▶ _WHAT NEEDS TO BE DONE_
Copy out all lines in the material below that contain the string "impl".
----
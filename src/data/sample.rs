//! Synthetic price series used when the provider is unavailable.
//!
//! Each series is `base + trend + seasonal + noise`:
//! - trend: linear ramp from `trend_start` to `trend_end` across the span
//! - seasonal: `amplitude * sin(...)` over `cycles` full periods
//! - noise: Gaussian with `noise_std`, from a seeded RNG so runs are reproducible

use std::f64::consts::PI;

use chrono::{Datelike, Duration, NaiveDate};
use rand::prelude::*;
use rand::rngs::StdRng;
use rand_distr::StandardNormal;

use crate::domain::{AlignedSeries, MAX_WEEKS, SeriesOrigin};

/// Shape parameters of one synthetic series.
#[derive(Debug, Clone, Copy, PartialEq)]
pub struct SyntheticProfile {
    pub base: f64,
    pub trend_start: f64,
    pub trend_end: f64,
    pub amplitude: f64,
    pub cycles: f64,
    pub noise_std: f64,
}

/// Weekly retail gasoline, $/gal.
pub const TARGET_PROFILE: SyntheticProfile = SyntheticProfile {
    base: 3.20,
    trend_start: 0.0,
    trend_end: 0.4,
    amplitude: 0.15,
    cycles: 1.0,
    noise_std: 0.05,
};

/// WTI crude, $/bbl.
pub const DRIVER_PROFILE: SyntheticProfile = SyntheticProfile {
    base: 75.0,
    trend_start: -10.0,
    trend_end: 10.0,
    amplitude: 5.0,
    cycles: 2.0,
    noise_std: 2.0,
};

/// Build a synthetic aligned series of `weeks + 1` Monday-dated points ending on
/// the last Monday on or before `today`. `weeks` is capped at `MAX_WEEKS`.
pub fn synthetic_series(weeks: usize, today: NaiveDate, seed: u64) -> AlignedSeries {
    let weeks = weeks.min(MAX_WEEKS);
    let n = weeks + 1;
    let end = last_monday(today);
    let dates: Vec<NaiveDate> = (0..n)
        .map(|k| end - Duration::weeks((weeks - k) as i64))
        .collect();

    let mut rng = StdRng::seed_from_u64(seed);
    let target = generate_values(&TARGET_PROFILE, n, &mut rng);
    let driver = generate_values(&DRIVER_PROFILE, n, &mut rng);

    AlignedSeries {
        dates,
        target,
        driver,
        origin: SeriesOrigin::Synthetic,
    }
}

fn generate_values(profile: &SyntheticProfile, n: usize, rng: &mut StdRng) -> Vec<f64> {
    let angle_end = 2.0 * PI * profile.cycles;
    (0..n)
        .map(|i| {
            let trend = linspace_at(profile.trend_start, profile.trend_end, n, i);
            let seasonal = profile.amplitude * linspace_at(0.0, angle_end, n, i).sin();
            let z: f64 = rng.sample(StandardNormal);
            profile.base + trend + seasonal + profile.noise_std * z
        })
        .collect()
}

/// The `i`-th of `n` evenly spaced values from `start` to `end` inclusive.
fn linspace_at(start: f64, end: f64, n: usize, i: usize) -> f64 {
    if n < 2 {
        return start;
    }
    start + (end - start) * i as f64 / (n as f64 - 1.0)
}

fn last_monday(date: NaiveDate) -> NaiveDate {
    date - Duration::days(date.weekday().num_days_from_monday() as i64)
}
----
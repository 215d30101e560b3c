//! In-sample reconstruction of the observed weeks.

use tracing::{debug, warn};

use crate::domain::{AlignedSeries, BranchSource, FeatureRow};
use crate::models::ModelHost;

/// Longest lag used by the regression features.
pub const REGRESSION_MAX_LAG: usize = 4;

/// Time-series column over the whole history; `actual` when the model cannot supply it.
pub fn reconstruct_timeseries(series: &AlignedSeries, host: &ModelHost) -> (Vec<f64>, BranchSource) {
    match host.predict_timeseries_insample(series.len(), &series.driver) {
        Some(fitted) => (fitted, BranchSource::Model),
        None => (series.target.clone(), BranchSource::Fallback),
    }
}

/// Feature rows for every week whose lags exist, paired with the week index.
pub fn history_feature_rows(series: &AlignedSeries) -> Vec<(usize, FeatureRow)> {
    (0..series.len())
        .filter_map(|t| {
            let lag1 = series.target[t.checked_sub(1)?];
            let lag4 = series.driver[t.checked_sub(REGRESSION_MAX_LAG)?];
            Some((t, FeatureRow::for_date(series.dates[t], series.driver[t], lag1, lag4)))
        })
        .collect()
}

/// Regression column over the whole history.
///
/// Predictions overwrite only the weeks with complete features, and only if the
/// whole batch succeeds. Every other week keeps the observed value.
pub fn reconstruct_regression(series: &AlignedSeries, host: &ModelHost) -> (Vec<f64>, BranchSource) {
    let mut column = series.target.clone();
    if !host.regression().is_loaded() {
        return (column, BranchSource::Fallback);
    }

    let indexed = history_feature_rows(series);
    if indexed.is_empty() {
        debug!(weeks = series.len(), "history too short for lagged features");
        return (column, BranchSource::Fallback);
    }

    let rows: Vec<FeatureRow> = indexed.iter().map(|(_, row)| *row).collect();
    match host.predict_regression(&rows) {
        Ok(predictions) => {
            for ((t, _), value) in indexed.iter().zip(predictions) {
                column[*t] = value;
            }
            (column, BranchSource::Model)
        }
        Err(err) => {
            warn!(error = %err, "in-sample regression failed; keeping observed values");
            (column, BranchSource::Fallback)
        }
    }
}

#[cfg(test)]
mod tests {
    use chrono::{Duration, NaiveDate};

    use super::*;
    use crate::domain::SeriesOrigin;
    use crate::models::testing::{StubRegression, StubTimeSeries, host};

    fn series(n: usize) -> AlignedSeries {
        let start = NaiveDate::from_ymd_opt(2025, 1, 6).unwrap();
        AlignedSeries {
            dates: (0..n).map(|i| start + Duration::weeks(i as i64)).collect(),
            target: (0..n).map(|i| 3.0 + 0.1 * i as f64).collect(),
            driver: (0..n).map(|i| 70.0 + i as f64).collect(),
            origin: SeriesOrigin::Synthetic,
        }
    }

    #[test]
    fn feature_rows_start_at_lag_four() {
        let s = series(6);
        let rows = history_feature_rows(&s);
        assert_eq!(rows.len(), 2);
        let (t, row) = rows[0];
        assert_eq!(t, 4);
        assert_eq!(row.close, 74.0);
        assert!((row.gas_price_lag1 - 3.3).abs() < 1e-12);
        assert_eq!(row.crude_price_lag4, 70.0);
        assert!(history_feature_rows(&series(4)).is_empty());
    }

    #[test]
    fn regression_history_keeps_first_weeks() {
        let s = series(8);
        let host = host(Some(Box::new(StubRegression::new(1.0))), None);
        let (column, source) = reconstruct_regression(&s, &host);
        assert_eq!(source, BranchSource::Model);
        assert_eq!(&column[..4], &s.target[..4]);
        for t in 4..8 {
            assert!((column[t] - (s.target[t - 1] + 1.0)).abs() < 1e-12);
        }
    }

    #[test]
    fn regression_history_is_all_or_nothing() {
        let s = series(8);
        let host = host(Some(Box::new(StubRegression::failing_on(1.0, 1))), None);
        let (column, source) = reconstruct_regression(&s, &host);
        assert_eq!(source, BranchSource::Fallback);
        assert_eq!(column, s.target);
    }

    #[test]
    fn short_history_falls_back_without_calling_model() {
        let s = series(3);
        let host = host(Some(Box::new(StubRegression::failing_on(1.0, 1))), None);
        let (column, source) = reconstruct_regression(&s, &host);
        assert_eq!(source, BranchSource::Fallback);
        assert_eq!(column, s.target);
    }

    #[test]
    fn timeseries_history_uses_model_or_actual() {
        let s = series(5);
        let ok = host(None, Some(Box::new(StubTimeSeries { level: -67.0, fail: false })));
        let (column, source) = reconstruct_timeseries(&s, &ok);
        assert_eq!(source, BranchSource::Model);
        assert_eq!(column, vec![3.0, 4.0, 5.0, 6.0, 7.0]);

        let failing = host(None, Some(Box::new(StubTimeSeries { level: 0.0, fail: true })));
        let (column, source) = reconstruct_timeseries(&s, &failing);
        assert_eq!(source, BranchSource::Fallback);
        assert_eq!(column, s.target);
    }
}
----
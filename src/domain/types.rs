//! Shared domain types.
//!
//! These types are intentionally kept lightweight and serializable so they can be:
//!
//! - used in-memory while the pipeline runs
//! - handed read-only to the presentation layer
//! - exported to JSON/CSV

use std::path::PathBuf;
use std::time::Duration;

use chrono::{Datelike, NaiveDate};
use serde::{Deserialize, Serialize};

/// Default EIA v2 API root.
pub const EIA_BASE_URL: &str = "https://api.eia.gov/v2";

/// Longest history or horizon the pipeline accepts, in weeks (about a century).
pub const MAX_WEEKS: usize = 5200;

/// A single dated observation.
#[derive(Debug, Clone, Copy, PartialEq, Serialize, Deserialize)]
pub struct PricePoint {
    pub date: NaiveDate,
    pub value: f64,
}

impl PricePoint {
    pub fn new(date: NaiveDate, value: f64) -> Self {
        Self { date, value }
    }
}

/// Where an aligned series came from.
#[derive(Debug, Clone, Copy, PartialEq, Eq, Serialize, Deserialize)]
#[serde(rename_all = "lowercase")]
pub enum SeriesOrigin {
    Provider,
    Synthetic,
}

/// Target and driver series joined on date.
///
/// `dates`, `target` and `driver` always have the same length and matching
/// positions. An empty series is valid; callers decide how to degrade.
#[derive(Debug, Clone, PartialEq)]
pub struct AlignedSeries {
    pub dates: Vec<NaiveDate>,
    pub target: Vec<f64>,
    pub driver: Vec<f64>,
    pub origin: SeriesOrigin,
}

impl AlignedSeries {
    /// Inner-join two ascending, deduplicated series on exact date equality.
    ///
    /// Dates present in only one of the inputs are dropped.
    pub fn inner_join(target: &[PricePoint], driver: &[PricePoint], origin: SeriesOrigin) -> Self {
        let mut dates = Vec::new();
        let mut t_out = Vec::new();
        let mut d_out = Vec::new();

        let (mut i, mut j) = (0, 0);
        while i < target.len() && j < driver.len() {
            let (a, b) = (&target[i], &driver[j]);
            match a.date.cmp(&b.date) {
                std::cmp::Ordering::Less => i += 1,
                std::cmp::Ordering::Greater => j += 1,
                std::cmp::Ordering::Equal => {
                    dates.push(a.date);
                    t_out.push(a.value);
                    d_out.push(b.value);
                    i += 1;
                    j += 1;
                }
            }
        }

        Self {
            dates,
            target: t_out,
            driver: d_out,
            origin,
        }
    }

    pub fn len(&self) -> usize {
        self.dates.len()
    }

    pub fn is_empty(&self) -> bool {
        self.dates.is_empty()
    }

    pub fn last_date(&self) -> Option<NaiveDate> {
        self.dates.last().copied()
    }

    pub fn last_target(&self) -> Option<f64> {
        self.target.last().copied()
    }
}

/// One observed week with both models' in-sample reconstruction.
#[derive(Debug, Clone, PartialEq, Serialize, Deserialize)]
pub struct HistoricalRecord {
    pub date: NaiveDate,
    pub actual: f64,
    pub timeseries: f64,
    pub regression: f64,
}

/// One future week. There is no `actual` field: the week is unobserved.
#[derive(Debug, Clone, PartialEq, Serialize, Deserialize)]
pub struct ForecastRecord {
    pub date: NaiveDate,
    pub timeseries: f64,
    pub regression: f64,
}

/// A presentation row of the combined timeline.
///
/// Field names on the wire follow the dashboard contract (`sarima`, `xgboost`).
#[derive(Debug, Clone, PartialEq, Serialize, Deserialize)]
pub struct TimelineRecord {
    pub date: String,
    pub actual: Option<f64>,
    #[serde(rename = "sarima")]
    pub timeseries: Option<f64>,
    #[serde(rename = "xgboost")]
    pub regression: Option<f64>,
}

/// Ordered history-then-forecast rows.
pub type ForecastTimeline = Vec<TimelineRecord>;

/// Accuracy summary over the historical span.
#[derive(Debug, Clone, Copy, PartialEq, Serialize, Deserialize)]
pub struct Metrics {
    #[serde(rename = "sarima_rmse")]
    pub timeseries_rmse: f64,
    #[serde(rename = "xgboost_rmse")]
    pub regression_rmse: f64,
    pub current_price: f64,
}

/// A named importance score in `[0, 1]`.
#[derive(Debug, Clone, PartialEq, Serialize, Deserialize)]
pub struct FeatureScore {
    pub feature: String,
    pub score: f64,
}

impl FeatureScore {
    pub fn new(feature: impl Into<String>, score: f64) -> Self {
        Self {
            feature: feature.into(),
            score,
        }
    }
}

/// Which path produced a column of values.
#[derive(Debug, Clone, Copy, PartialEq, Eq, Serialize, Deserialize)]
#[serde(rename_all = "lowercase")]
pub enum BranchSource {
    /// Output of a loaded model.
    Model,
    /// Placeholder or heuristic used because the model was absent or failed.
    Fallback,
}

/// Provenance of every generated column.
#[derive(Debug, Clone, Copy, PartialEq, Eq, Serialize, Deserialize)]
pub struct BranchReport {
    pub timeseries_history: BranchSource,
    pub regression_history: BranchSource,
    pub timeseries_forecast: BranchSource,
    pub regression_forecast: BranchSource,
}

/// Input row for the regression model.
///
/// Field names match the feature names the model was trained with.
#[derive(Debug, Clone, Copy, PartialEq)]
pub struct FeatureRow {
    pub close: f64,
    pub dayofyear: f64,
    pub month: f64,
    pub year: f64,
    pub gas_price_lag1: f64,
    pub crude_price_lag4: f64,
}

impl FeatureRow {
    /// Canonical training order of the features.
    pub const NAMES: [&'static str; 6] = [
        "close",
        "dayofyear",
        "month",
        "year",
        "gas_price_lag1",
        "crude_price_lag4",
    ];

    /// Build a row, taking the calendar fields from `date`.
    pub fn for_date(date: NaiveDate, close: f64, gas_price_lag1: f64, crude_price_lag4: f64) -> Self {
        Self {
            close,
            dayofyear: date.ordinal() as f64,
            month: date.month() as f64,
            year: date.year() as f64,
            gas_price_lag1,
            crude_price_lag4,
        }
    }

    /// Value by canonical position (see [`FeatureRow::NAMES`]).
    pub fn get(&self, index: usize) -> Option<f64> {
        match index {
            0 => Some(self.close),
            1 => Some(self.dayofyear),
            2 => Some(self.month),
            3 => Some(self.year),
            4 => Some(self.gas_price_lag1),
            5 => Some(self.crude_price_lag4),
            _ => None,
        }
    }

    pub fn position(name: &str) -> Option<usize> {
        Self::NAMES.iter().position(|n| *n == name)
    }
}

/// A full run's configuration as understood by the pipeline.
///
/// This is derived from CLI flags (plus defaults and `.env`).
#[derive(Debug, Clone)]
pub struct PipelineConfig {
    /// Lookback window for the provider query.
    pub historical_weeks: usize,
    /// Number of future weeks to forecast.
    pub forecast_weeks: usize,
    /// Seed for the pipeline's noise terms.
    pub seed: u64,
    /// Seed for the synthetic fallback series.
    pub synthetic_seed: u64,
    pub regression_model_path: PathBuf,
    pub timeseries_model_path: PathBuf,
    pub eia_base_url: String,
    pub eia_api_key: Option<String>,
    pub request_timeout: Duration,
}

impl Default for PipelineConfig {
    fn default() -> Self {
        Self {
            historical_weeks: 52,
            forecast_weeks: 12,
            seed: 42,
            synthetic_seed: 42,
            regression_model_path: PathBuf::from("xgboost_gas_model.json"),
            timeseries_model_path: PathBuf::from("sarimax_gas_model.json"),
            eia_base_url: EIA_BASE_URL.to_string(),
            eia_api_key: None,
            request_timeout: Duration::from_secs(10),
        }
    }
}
----
▶ _RESULT OF THE EXERCISE_
impl PricePoint {
impl AlignedSeries {
impl FeatureScore {
    pub fn new(feature: impl Into<String>, score: f64) -> Self {
impl FeatureRow {
impl Default for PipelineConfig {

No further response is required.